■ Work item: Report how many lines of the data below contain "ConsoleOperator". Give nothing besides the number.

■ Exercise material:

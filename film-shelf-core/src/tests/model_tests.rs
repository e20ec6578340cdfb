use super::*;

#[test]
fn query_state_derives_search_from_filename() {
    let state = QueryState::new("The.Matrix.1999.mkv");
    assert_eq!(state.filename(), "The.Matrix.1999.mkv");
    assert_eq!(state.search(), "The Matrix 1999");
    assert_eq!(state.page(), 1);
}

#[test]
fn next_page_keeps_search_and_filename() {
    let state = QueryState::with_search("a.mkv", "alien", 3);
    let next = state.next_page();
    assert_eq!(next.filename(), "a.mkv");
    assert_eq!(next.search(), "alien");
    assert_eq!(next.page(), 4);
}

#[test]
fn revised_resets_page() {
    let state = QueryState::with_search("a.mkv", "alien", 5);
    let revised = state.revised("aliens 1986");
    assert_eq!(revised.filename(), "a.mkv");
    assert_eq!(revised.search(), "aliens 1986");
    assert_eq!(revised.page(), 1);
}

#[test]
fn restarted_goes_back_to_filename_search() {
    let state = QueryState::new("Heat.1995.mkv").revised("something else").next_page();
    let restarted = state.restarted();
    assert_eq!(restarted.search(), "Heat 1995");
    assert_eq!(restarted.page(), 1);
}

#[test]
fn page_zero_is_clamped() {
    assert_eq!(QueryState::with_search("a.mkv", "a", 0).page(), 1);
}

#[test]
fn result_page_indexes_from_one() {
    let page = ResultPage::new(vec![
        Candidate::new("Alien", "1979"),
        Candidate::new("Aliens", "1986"),
    ]);
    assert_eq!(page.len(), 2);
    assert!(page.get(0).is_none());
    assert_eq!(page.get(1).map(|c| c.title.as_str()), Some("Alien"));
    assert_eq!(page.get(2).map(|c| c.title.as_str()), Some("Aliens"));
    assert!(page.get(3).is_none());
}

#[test]
fn error_page_has_no_candidates() {
    let page = ResultPage::error("Movie not found!");
    assert!(page.is_empty());
    assert_eq!(page.error.as_deref(), Some("Movie not found!"));
}

#[test]
fn candidate_display_includes_year_and_type() {
    let c = Candidate::new("The Matrix", "1999").with_media_type("movie");
    assert_eq!(c.to_string(), "The Matrix (1999) [movie]");
}

#[test]
fn candidate_display_shows_imdb_id_when_known() {
    let c = Candidate::new("The Matrix", "1999").with_imdb_id("tt0133093");
    assert_eq!(c.to_string(), "The Matrix (1999) [movie, tt0133093]");
}
use serde::{Deserialize, Serialize};

pub mod error;
pub mod naming;

pub use error::LookupError;
pub use naming::{
    DEFAULT_FORBIDDEN_CHARACTERS, DEFAULT_NEXT_PAGE, DEFAULT_POSTER_SENTINEL, NamingRules,
    clean_name, construct_search, file_extension, poster_extension, poster_file_name,
};

/// A metadata record returned by the lookup service for one query.
///
/// Candidates only live for one disambiguation round and are never persisted.
#[derive(Debug, Clone, Default, PartialEq, Eq, Serialize, Deserialize)]
pub struct Candidate {
    /// Movie or series title as the service spells it
    pub title: String,

    /// Release year. Usually four digits, but series come back as ranges
    /// (e.g., "2005–2013"), so it stays text.
    pub year: String,

    /// Media type (e.g., "movie", "series", "episode")
    pub media_type: String,

    /// Poster URL, or the service's "not available" sentinel
    pub poster: Option<String>,

    /// Service-side identifier (e.g., "tt0133093")
    pub imdb_id: Option<String>,
}

impl Candidate {
    pub fn new(title: impl Into<String>, year: impl Into<String>) -> Self {
        Self {
            title: title.into(),
            year: year.into(),
            media_type: "movie".to_string(),
            ..Default::default()
        }
    }

    pub fn with_media_type(mut self, media_type: impl Into<String>) -> Self {
        self.media_type = media_type.into();
        self
    }

    pub fn with_poster(mut self, poster: impl Into<String>) -> Self {
        self.poster = Some(poster.into());
        self
    }

    pub fn with_imdb_id(mut self, id: impl Into<String>) -> Self {
        self.imdb_id = Some(id.into());
        self
    }
}

impl std::fmt::Display for Candidate {
    fn fmt(&self, f: &mut std::fmt::Formatter<'_>) -> std::fmt::Result {
        write!(f, "{} ({}) [{}", self.title, self.year, self.media_type)?;
        if let Some(id) = &self.imdb_id {
            write!(f, ", {}", id)?;
        }
        write!(f, "]")
    }
}

/// The context threaded through one file's disambiguation.
///
/// The filename is fixed at construction; only the search string and page
/// change from round to round.
#[derive(Debug, Clone, PartialEq, Eq)]
pub struct QueryState {
    filename: String,
    search: String,
    page: u32,
}

impl QueryState {
    /// Start from a filename: search derived from the name, page 1.
    pub fn new(filename: impl Into<String>) -> Self {
        let filename = filename.into();
        let search = construct_search(&filename);
        Self {
            filename,
            search,
            page: 1,
        }
    }

    /// Start with an explicit search string and page. Page 0 is treated as 1.
    pub fn with_search(filename: impl Into<String>, search: impl Into<String>, page: u32) -> Self {
        Self {
            filename: filename.into(),
            search: search.into(),
            page: page.max(1),
        }
    }

    pub fn filename(&self) -> &str {
        &self.filename
    }

    pub fn search(&self) -> &str {
        &self.search
    }

    pub fn page(&self) -> u32 {
        self.page
    }

    /// Same search, next page.
    pub fn next_page(&self) -> Self {
        Self {
            filename: self.filename.clone(),
            search: self.search.clone(),
            page: self.page + 1,
        }
    }

    /// New search text, back to page 1.
    pub fn revised(&self, search: impl Into<String>) -> Self {
        Self {
            filename: self.filename.clone(),
            search: search.into(),
            page: 1,
        }
    }

    /// Search re-derived from the filename, back to page 1.
    pub fn restarted(&self) -> Self {
        Self::new(self.filename.clone())
    }
}

/// Candidates returned for one (search, page) request.
#[derive(Debug, Clone, Default, PartialEq, Eq)]
pub struct ResultPage {
    /// Candidates in service order
    pub candidates: Vec<Candidate>,

    /// Service-reported error (no matches, malformed query, ...)
    pub error: Option<String>,

    /// Total number of matches across all pages, when the service says
    pub total_results: Option<u32>,
}

impl ResultPage {
    pub fn new(candidates: Vec<Candidate>) -> Self {
        Self {
            candidates,
            ..Default::default()
        }
    }

    /// A page carrying only a service error.
    pub fn error(msg: impl Into<String>) -> Self {
        Self {
            error: Some(msg.into()),
            ..Default::default()
        }
    }

    pub fn with_total_results(mut self, total: u32) -> Self {
        self.total_results = Some(total);
        self
    }

    /// Look up a candidate by its 1-based display index.
    pub fn get(&self, index: usize) -> Option<&Candidate> {
        index.checked_sub(1).and_then(|i| self.candidates.get(i))
    }

    pub fn len(&self) -> usize {
        self.candidates.len()
    }

    pub fn is_empty(&self) -> bool {
        self.candidates.is_empty()
    }
}

/// Searches a movie metadata service.
///
/// Implementors return `Ok` with [`ResultPage::error`] set when the service
/// answered but found nothing, and `Err` only when the call itself failed.
pub trait MovieLookup {
    fn search(&self, search: &str, page: u32) -> Result<ResultPage, LookupError>;
}

/// Downloads poster artwork.
pub trait PosterSource {
    /// Fetch the raw image bytes behind `url`.
    fn fetch(&self, url: &str) -> Result<Vec<u8>, LookupError>;
}

/// The person answering prompts during disambiguation.
///
/// Both methods return `None` when no more input can be read (e.g., stdin
/// closed); callers treat that as a skip.
pub trait Operator {
    /// Present `page` for `state` and return the raw answer.
    fn choose(&mut self, state: &QueryState, page: &ResultPage) -> Option<String>;

    /// Report `message` for `state` and ask for replacement search terms.
    /// An empty answer skips the file.
    fn revise_search(&mut self, state: &QueryState, message: &str) -> Option<String>;
}

#[cfg(test)]
#[path = "tests/model_tests.rs"]
mod tests;
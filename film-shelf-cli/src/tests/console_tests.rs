use std::io::Cursor;

use film_shelf_core::{Candidate, Operator, QueryState, ResultPage};

use super::ConsoleOperator;

fn operator(input: &str) -> ConsoleOperator<Cursor<Vec<u8>>, Vec<u8>> {
    ConsoleOperator::new(Cursor::new(input.as_bytes().to_vec()), Vec::new(), "n")
}

fn page() -> ResultPage {
    ResultPage::new(vec![
        Candidate::new("The Matrix", "1999"),
        Candidate::new("The Matrix Reloaded", "2003"),
    ])
}

#[test]
fn choose_lists_candidates_and_reads_answer() {
    let mut op = operator("2\n");
    let state = QueryState::new("The.Matrix.1999.mkv");

    let answer = op.choose(&state, &page());

    assert_eq!(answer.as_deref(), Some("2"));
    let shown = String::from_utf8(op.into_output()).unwrap();
    assert!(shown.contains("Choose entry for"));
    assert!(shown.contains("The.Matrix.1999.mkv"));
    assert!(shown.contains("  0: Skip this file"));
    assert!(shown.contains("  1: The Matrix (1999) [movie]"));
    assert!(shown.contains("  2: The Matrix Reloaded (2003) [movie]"));
    assert!(shown.contains("  n: Next page of results"));
}

#[test]
fn answers_keep_inner_text_and_drop_line_endings() {
    let mut op = operator("blade runner\r\n\n");
    let state = QueryState::new("x.mkv");

    assert_eq!(op.choose(&state, &page()).as_deref(), Some("blade runner"));
    assert_eq!(op.choose(&state, &page()).as_deref(), Some(""));
}

#[test]
fn closed_input_returns_none() {
    let mut op = operator("");
    let state = QueryState::new("x.mkv");

    assert_eq!(op.choose(&state, &page()), None);
    assert_eq!(op.revise_search(&state, "Movie not found!"), None);
}

#[test]
fn revise_prompt_shows_error() {
    let mut op = operator("heat\n");
    let state = QueryState::new("Heat.1995.mkv");

    assert_eq!(
        op.revise_search(&state, "Movie not found!").as_deref(),
        Some("heat")
    );
    let shown = String::from_utf8(op.into_output()).unwrap();
    assert!(shown.contains("Heat.1995.mkv"));
    assert!(shown.contains("Movie not found!"));
    assert!(shown.contains("leave blank to skip"));
}

#[test]
fn candidate_lines_show_imdb_id() {
    let mut op = operator("1\n");
    let page = ResultPage::new(vec![
        Candidate::new("The Matrix", "1999").with_imdb_id("tt0133093"),
    ]);

    op.choose(&QueryState::new("m.mkv"), &page);

    let shown = String::from_utf8(op.into_output()).unwrap();
    assert!(shown.contains("  1: The Matrix (1999) [movie, tt0133093]"));
}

■ Output for this task: 3